EXERCISE PROMPT:
Please print every record that follows, keeping each one exactly as it is.

MATERIAL SUPPLIED:
-----
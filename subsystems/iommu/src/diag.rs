//! # Diagnostics
//!
//! Failure reporting for the IOMMU table:
//!
//! - [`IommuStats`]: lock-free counters, always on
//! - [`DiagnosticSink`]: optional observer receiving structured events
//! - [`RateLimit`]: keeps `log` output bounded under sustained pressure

use core::fmt;
use core::sync::atomic::{AtomicU64, AtomicUsize, Ordering};

use crate::addr::DmaAddr;

// =============================================================================
// Diagnostic Events
// =============================================================================

/// A failure observed by the table
#[derive(Debug, Clone, Copy, PartialEq, Eq)]
pub enum Diagnostic {
    /// A range allocation found no space
    Exhausted {
        /// Pages requested
        npages: usize,
    },
    /// A free named a range outside the table
    InvalidFree {
        /// Absolute bus page of the freed address
        entry: u64,
        /// Bus address passed by the caller
        dma_addr: DmaAddr,
        /// Pages the caller asked to free
        npages: usize,
        /// First bus page of the table
        table_offset: u64,
        /// Table size in slots
        table_size: usize,
    },
    /// A coherent request exceeded the maximum page order
    OrderTooLarge {
        /// Requested size in bytes
        size: usize,
        /// Page order of the request
        order: u32,
    },
}

impl fmt::Display for Diagnostic {
    fn fmt(&self, f: &mut fmt::Formatter<'_>) -> fmt::Result {
        match self {
            Self::Exhausted { npages } => write!(f, "iommu_alloc failed, npages {}", npages),
            Self::InvalidFree {
                entry,
                dma_addr,
                npages,
                table_offset,
                table_size,
            } => write!(
                f,
                "iommu_free: invalid entry {:#x} dma_addr {} npages {} (table offset {:#x} size {:#x})",
                entry, dma_addr, npages, table_offset, table_size
            ),
            Self::OrderTooLarge { size, order } => {
                write!(f, "iommu_alloc_coherent size too large: {:#x} (order {})", size, order)
            },
        }
    }
}

/// Observer for table diagnostics
///
/// Reports are delivered after the table lock is released, so an
/// implementation may query the table (for example to dump its state).
pub trait DiagnosticSink: Send + Sync {
    /// Called once per diagnostic, outside of any rate limiting
    fn report(&self, diagnostic: &Diagnostic);
}

// =============================================================================
// Rate Limiting
// =============================================================================

/// Count-based message limiter
///
/// The first `burst` events pass; after that one in every `interval` does.
#[derive(Debug)]
pub struct RateLimit {
    burst: usize,
    interval: usize,
    events: AtomicUsize,
}

impl RateLimit {
    /// Default burst before throttling
    pub const DEFAULT_BURST: usize = 10;
    /// Default throttled interval
    pub const DEFAULT_INTERVAL: usize = 100;

    /// Create a limiter
    pub const fn new(burst: usize, interval: usize) -> Self {
        Self {
            burst,
            interval: if interval == 0 { 1 } else { interval },
            events: AtomicUsize::new(0),
        }
    }

    /// Record one event; returns whether it should be emitted
    pub fn allow(&self) -> bool {
        let n = self.events.fetch_add(1, Ordering::Relaxed);
        n < self.burst || (n - self.burst) % self.interval == 0
    }

    /// Events seen so far
    pub fn events(&self) -> usize {
        self.events.load(Ordering::Relaxed)
    }

    /// Events that were not emitted
    pub fn suppressed(&self) -> usize {
        let n = self.events();
        if n <= self.burst {
            0
        } else {
            let over = n - self.burst;
            over - over.div_ceil(self.interval)
        }
    }
}

impl Default for RateLimit {
    fn default() -> Self {
        Self::new(Self::DEFAULT_BURST, Self::DEFAULT_INTERVAL)
    }
}

// =============================================================================
// Statistics
// =============================================================================

/// Table statistics
#[derive(Debug, Default)]
pub struct IommuStats {
    single_maps: AtomicU64,
    single_unmaps: AtomicU64,
    sg_maps: AtomicU64,
    sg_unmaps: AtomicU64,
    sg_merges: AtomicU64,
    sg_rollbacks: AtomicU64,
    coherent_allocs: AtomicU64,
    coherent_frees: AtomicU64,
    exhausted: AtomicU64,
    invalid_frees: AtomicU64,
    oversized: AtomicU64,
}

/// Point-in-time copy of [`IommuStats`]
#[derive(Debug, Clone, Copy, Default, PartialEq, Eq)]
pub struct StatsSnapshot {
    /// Successful single-buffer mappings
    pub single_maps: u64,
    /// Single-buffer unmaps
    pub single_unmaps: u64,
    /// Successful scatter-gather mappings
    pub sg_maps: u64,
    /// Scatter-gather unmaps
    pub sg_unmaps: u64,
    /// Input segments folded into a previous output segment
    pub sg_merges: u64,
    /// Scatter-gather mappings unwound after a failure
    pub sg_rollbacks: u64,
    /// Successful coherent allocations
    pub coherent_allocs: u64,
    /// Coherent frees
    pub coherent_frees: u64,
    /// Range allocations that found no space
    pub exhausted: u64,
    /// Frees dropped by the bounds check
    pub invalid_frees: u64,
    /// Coherent requests above the maximum order
    pub oversized: u64,
}

macro_rules! counter {
    ($($inc:ident => $field:ident),* $(,)?) => {
        impl IommuStats {
            $(
                #[inline]
                pub(crate) fn $inc(&self) {
                    self.$field.fetch_add(1, Ordering::Relaxed);
                }
            )*

            /// Copy the counters
            pub fn snapshot(&self) -> StatsSnapshot {
                StatsSnapshot {
                    $($field: self.$field.load(Ordering::Relaxed),)*
                }
            }
        }
    };
}

counter! {
    record_single_map => single_maps,
    record_single_unmap => single_unmaps,
    record_sg_map => sg_maps,
    record_sg_unmap => sg_unmaps,
    record_sg_merge => sg_merges,
    record_sg_rollback => sg_rollbacks,
    record_coherent_alloc => coherent_allocs,
    record_coherent_free => coherent_frees,
    record_exhausted => exhausted,
    record_invalid_free => invalid_frees,
    record_oversized => oversized,
}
-----
WRITTEN RESPONSE:
filename subsystems/iommu/src/diag.rs
//! # Diagnostics
//!
//! Failure reporting for the IOMMU table:
//!
//! - [`IommuStats`]: lock-free counters, always on
//! - [`DiagnosticSink`]: optional observer receiving structured events
//! - [`RateLimit`]: keeps `log` output bounded under sustained pressure

use core::fmt;
use core::sync::atomic::{AtomicU64, AtomicUsize, Ordering};

use crate::addr::DmaAddr;

// =============================================================================
// Diagnostic Events
// =============================================================================

/// A failure observed by the table
#[derive(Debug, Clone, Copy, PartialEq, Eq)]
pub enum Diagnostic {
    /// A range allocation found no space
    Exhausted {
        /// Pages requested
        npages: usize,
    },
    /// A free named a range outside the table
    InvalidFree {
        /// Absolute bus page of the freed address
        entry: u64,
        /// Bus address passed by the caller
        dma_addr: DmaAddr,
        /// Pages the caller asked to free
        npages: usize,
        /// First bus page of the table
        table_offset: u64,
        /// Table size in slots
        table_size: usize,
    },
    /// A coherent request exceeded the maximum page order
    OrderTooLarge {
        /// Requested size in bytes
        size: usize,
        /// Page order of the request
        order: u32,
    },
}

impl fmt::Display for Diagnostic {
    fn fmt(&self, f: &mut fmt::Formatter<'_>) -> fmt::Result {
        match self {
            Self::Exhausted { npages } => write!(f, "iommu_alloc failed, npages {}", npages),
            Self::InvalidFree {
                entry,
                dma_addr,
                npages,
                table_offset,
                table_size,
            } => write!(
                f,
                "iommu_free: invalid entry {:#x} dma_addr {} npages {} (table offset {:#x} size {:#x})",
                entry, dma_addr, npages, table_offset, table_size
            ),
            Self::OrderTooLarge { size, order } => {
                write!(f, "iommu_alloc_coherent size too large: {:#x} (order {})", size, order)
            },
        }
    }
}

/// Observer for table diagnostics
///
/// Reports are delivered after the table lock is released, so an
/// implementation may query the table (for example to dump its state).
pub trait DiagnosticSink: Send + Sync {
    /// Called once per diagnostic, outside of any rate limiting
    fn report(&self, diagnostic: &Diagnostic);
}

// =============================================================================
// Rate Limiting
// =============================================================================

/// Count-based message limiter
///
/// The first `burst` events pass; after that one in every `interval` does.
#[derive(Debug)]
pub struct RateLimit {
    burst: usize,
    interval: usize,
    events: AtomicUsize,
}

impl RateLimit {
    /// Default burst before throttling
    pub const DEFAULT_BURST: usize = 10;
    /// Default throttled interval
    pub const DEFAULT_INTERVAL: usize = 100;

    /// Create a limiter
    pub const fn new(burst: usize, interval: usize) -> Self {
        Self {
            burst,
            interval: if interval == 0 { 1 } else { interval },
            events: AtomicUsize::new(0),
        }
    }

    /// Record one event; returns whether it should be emitted
    pub fn allow(&self) -> bool {
        let n = self.events.fetch_add(1, Ordering::Relaxed);
        n < self.burst || (n - self.burst) % self.interval == 0
    }

    /// Events seen so far
    pub fn events(&self) -> usize {
        self.events.load(Ordering::Relaxed)
    }

    /// Events that were not emitted
    pub fn suppressed(&self) -> usize {
        let n = self.events();
        if n <= self.burst {
            0
        } else {
            let over = n - self.burst;
            over - over.div_ceil(self.interval)
        }
    }
}

impl Default for RateLimit {
    fn default() -> Self {
        Self::new(Self::DEFAULT_BURST, Self::DEFAULT_INTERVAL)
    }
}

// =============================================================================
// Statistics
// =============================================================================

/// Table statistics
#[derive(Debug, Default)]
pub struct IommuStats {
    single_maps: AtomicU64,
    single_unmaps: AtomicU64,
    sg_maps: AtomicU64,
    sg_unmaps: AtomicU64,
    sg_merges: AtomicU64,
    sg_rollbacks: AtomicU64,
    coherent_allocs: AtomicU64,
    coherent_frees: AtomicU64,
    exhausted: AtomicU64,
    invalid_frees: AtomicU64,
    oversized: AtomicU64,
}

/// Point-in-time copy of [`IommuStats`]
#[derive(Debug, Clone, Copy, Default, PartialEq, Eq)]
pub struct StatsSnapshot {
    /// Successful single-buffer mappings
    pub single_maps: u64,
    /// Single-buffer unmaps
    pub single_unmaps: u64,
    /// Successful scatter-gather mappings
    pub sg_maps: u64,
    /// Scatter-gather unmaps
    pub sg_unmaps: u64,
    /// Input segments folded into a previous output segment
    pub sg_merges: u64,
    /// Scatter-gather mappings unwound after a failure
    pub sg_rollbacks: u64,
    /// Successful coherent allocations
    pub coherent_allocs: u64,
    /// Coherent frees
    pub coherent_frees: u64,
    /// Range allocations that found no space
    pub exhausted: u64,
    /// Frees dropped by the bounds check
    pub invalid_frees: u64,
    /// Coherent requests above the maximum order
    pub oversized: u64,
}

macro_rules! counter {
    ($($inc:ident => $field:ident),* $(,)?) => {
        impl IommuStats {
            $(
                #[inline]
                pub(crate) fn $inc(&self) {
                    self.$field.fetch_add(1, Ordering::Relaxed);
                }
            )*

            /// Copy the counters
            pub fn snapshot(&self) -> StatsSnapshot {
                StatsSnapshot {
                    $($field: self.$field.load(Ordering::Relaxed),)*
                }
            }
        }
    };
}

counter! {
    record_single_map => single_maps,
    record_single_unmap => single_unmaps,
    record_sg_map => sg_maps,
    record_sg_unmap => sg_unmaps,
    record_sg_merge => sg_merges,
    record_sg_rollback => sg_rollbacks,
    record_coherent_alloc => coherent_allocs,
    record_coherent_free => coherent_frees,
    record_exhausted => exhausted,
    record_invalid_free => invalid_frees,
    record_oversized => oversized,
}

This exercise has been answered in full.